Layton argued that the state board can change the accreditation status of any district. And by giving the Normandy Schools Collaborative “accreditation as a state oversight district” the board effectively removed Normandy from the transfer situation, he said.
The state board did not revise history when it met on Friday, Layton said. The minutes it had approved in July, which reflected a vote to give the district no accreditation status, were wrong. “Unfortunately there were two versions of the minutes in staff’s hands prior to the July meeting,” he said. “The one that was in staff’s hands did not include the word ‘accreditation.’”
The core question before the judge is whether the state board’s move to give the Normandy Schools Collaborative “accreditation as a state oversight district” is the same as “accredited” — which indicates a district’s schools meet a list of academic and other standards.

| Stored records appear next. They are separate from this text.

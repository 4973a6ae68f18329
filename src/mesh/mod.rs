//! The welded triangle mesh the whole pipeline reads from.
//!
//! Construction goes through [`MeshBuilder`], which welds exactly-coincident
//! vertices as triangles stream in and derives the vertex→triangle adjacency
//! and bounding box once at [`MeshBuilder::build`]. After that the mesh is
//! immutable: no operation can truncate vertex storage out from under the
//! adjacency lists.

use hashbrown::HashMap;
use nalgebra::Point3;

use crate::errors::SlicerError;
use crate::float_types::Real;

/// An indexed triangle surface with per-vertex adjacency.
#[derive(Debug, Clone)]
pub struct Mesh {
    /// Welded vertex positions, xyz triples.
    positions: Vec<f32>,
    /// Vertex indices, one triple per triangle.
    triangles: Vec<[u32; 3]>,
    /// For each vertex, the triangles that use it.
    vertex_triangles: Vec<Vec<u32>>,
    min: Point3<Real>,
    max: Point3<Real>,
}

impl Mesh {
    pub fn vertex_count(&self) -> usize {
        self.positions.len() / 3
    }

    pub fn triangle_count(&self) -> usize {
        self.triangles.len()
    }

    pub fn triangles(&self) -> &[[u32; 3]] {
        &self.triangles
    }

    /// Triangles sharing vertex `vertex`.
    pub fn triangles_of_vertex(&self, vertex: u32) -> &[u32] {
        &self.vertex_triangles[vertex as usize]
    }

    /// One coordinate (0 = x, 1 = y, 2 = z) of the three corners of a
    /// triangle.
    pub fn triangle_axis(&self, triangle: usize, axis: usize) -> [Real; 3] {
        let tri = self.triangles[triangle];
        [
            self.positions[tri[0] as usize * 3 + axis] as Real,
            self.positions[tri[1] as usize * 3 + axis] as Real,
            self.positions[tri[2] as usize * 3 + axis] as Real,
        ]
    }

    pub fn min(&self) -> Point3<Real> {
        self.min
    }

    pub fn max(&self) -> Point3<Real> {
        self.max
    }

    /// Check the structural invariants the pipeline indexes by: every
    /// triangle's vertex indices are in range and every adjacency entry
    /// names a real triangle. Violations are caller-side defects and abort
    /// the job.
    pub fn validate(&self) -> Result<(), SlicerError> {
        if self.triangles.is_empty() {
            return Err(SlicerError::EmptyMesh);
        }

        let vertex_count = self.vertex_count();
        for tri in &self.triangles {
            for &idx in tri {
                if idx as usize >= vertex_count {
                    return Err(SlicerError::VertexIndexOutOfBounds {
                        index: idx as usize,
                        bound: vertex_count,
                    });
                }
            }
        }

        let triangle_count = self.triangle_count();
        for adjacency in &self.vertex_triangles {
            for &tri in adjacency {
                if tri as usize >= triangle_count {
                    return Err(SlicerError::TriangleIndexOutOfBounds {
                        index: tri as usize,
                        bound: triangle_count,
                    });
                }
            }
        }

        Ok(())
    }
}

/// Streams triangles in, welds vertices, and produces an immutable [`Mesh`].
#[derive(Default)]
pub struct MeshBuilder {
    positions: Vec<f32>,
    triangles: Vec<[u32; 3]>,
    /// Weld table keyed on the raw bit patterns of a position; only
    /// exactly-equal vertices merge.
    weld: HashMap<[u32; 3], u32>,
}

impl MeshBuilder {
    pub fn new() -> Self {
        Self::default()
    }

    pub fn with_capacity(triangles: usize) -> Self {
        Self {
            positions: Vec::with_capacity(triangles * 3),
            triangles: Vec::with_capacity(triangles),
            weld: HashMap::with_capacity(triangles * 3),
        }
    }

    fn weld_vertex(&mut self, position: [f32; 3]) -> u32 {
        let key = [
            position[0].to_bits(),
            position[1].to_bits(),
            position[2].to_bits(),
        ];
        if let Some(&idx) = self.weld.get(&key) {
            return idx;
        }
        let idx = (self.positions.len() / 3) as u32;
        self.positions.extend_from_slice(&position);
        self.weld.insert(key, idx);
        idx
    }

    pub fn add_triangle(&mut self, corners: [[f32; 3]; 3]) {
        let tri = [
            self.weld_vertex(corners[0]),
            self.weld_vertex(corners[1]),
            self.weld_vertex(corners[2]),
        ];
        self.triangles.push(tri);
    }

    pub fn build(self) -> Result<Mesh, SlicerError> {
        if self.triangles.is_empty() {
            return Err(SlicerError::EmptyMesh);
        }

        let vertex_count = self.positions.len() / 3;
        let mut vertex_triangles: Vec<Vec<u32>> = vec![Vec::new(); vertex_count];
        for (t, tri) in self.triangles.iter().enumerate() {
            for &v in tri {
                let list = &mut vertex_triangles[v as usize];
                // A degenerate triangle repeats a vertex; record it once.
                if list.last() != Some(&(t as u32)) {
                    list.push(t as u32);
                }
            }
        }

        let mut min = Point3::new(Real::MAX, Real::MAX, Real::MAX);
        let mut max = Point3::new(Real::MIN, Real::MIN, Real::MIN);
        for chunk in self.positions.chunks_exact(3) {
            let (x, y, z) = (chunk[0] as Real, chunk[1] as Real, chunk[2] as Real);
            min.x = min.x.min(x);
            min.y = min.y.min(y);
            min.z = min.z.min(z);
            max.x = max.x.max(x);
            max.y = max.y.max(y);
            max.z = max.z.max(z);
        }

        Ok(Mesh {
            positions: self.positions,
            triangles: self.triangles,
            vertex_triangles,
            min,
            max,
        })
    }
}

#[cfg(test)]
mod tests {
    use super::*;

    #[test]
    fn welding_merges_identical_vertices() {
        let mut builder = MeshBuilder::new();
        builder.add_triangle([[0.0, 0.0, 0.0], [1.0, 0.0, 0.0], [0.0, 1.0, 0.0]]);
        builder.add_triangle([[1.0, 0.0, 0.0], [1.0, 1.0, 0.0], [0.0, 1.0, 0.0]]);
        let mesh = builder.build().unwrap();

        // Two triangles sharing an edge: 4 unique vertices, not 6.
        assert_eq!(mesh.vertex_count(), 4);
        assert_eq!(mesh.triangle_count(), 2);
        assert!(mesh.validate().is_ok());
    }

    #[test]
    fn adjacency_lists_triangles_per_vertex() {
        let mut builder = MeshBuilder::new();
        builder.add_triangle([[0.0, 0.0, 0.0], [1.0, 0.0, 0.0], [0.0, 1.0, 0.0]]);
        builder.add_triangle([[1.0, 0.0, 0.0], [1.0, 1.0, 0.0], [0.0, 1.0, 0.0]]);
        let mesh = builder.build().unwrap();

        // The shared-edge vertices touch both triangles.
        let shared = mesh
            .vertex_triangles
            .iter()
            .filter(|list| list.len() == 2)
            .count();
        assert_eq!(shared, 2);
    }

    #[test]
    fn bounding_box_covers_extrema() {
        let mut builder = MeshBuilder::new();
        builder.add_triangle([[-1.0, 0.0, 0.5], [2.0, -3.0, 0.0], [0.0, 1.0, 4.0]]);
        let mesh = builder.build().unwrap();
        assert_eq!(mesh.min(), Point3::new(-1.0, -3.0, 0.0));
        assert_eq!(mesh.max(), Point3::new(2.0, 1.0, 4.0));
    }

    #[test]
    fn empty_builder_is_an_error() {
        assert!(matches!(
            MeshBuilder::new().build(),
            Err(SlicerError::EmptyMesh)
        ));
    }
}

In 2012-13, Normandy received the lowest performance score of any district in the state, having earned just 11 percent of the total points available. Districts need more than 50 percent to be considered provisionally accredited, and more than 70 percent to be fully accredited.
“Did the state board accredit Normandy?” Schindler asked. “That’s the genesis of this whole thing. On Friday, was that accreditation? If it’s not, the case is over. The kids get to transfer.”
Sherman and Janine Massey watched from the third row of the courtroom. In February, they had filled out forms to keep their son, Chase, in the Pattonville district, and had been told he could return. Then in June, they learned he’d have to attend Normandy, unless they succeed in court. Or move.
“If we had known before the end of the school year, we probably would have moved,” Janine Massey said. “Six weeks isn’t enough time to put your house on the market and sell it, and find another one.”
The parents are arguing that forcing their children out of their new schools would cause irreparable damage.
Layton told Burton that if they prevail, it’s unlikely their children would continue as transfer students into the winter. Normandy would run out of money by Oct. 31, he said.
Forcing Normandy to comply with the transfer law would destroy its finances and stall progress of the new collaborative, Layton told Burton. If Normandy runs out of money, the state board would probably dissolve the district and attach its schools to another district — probably an accredited one.
“Then they lose the transfer right,” Layton said of Normandy students.
Schindler asked Burton to focus on the law itself — and not what might happen to Normandy if his clients prevailed.
“When a statute says you’re not in an accredited district, you get to go to an accredited district,” he said.
At the end of the hearing, Burton said he understood that time was of the essence, but he would not be ruling that day, and he did not indicate when he’d return with a decision.
“Please help us,” a woman called from the back of the courtroom.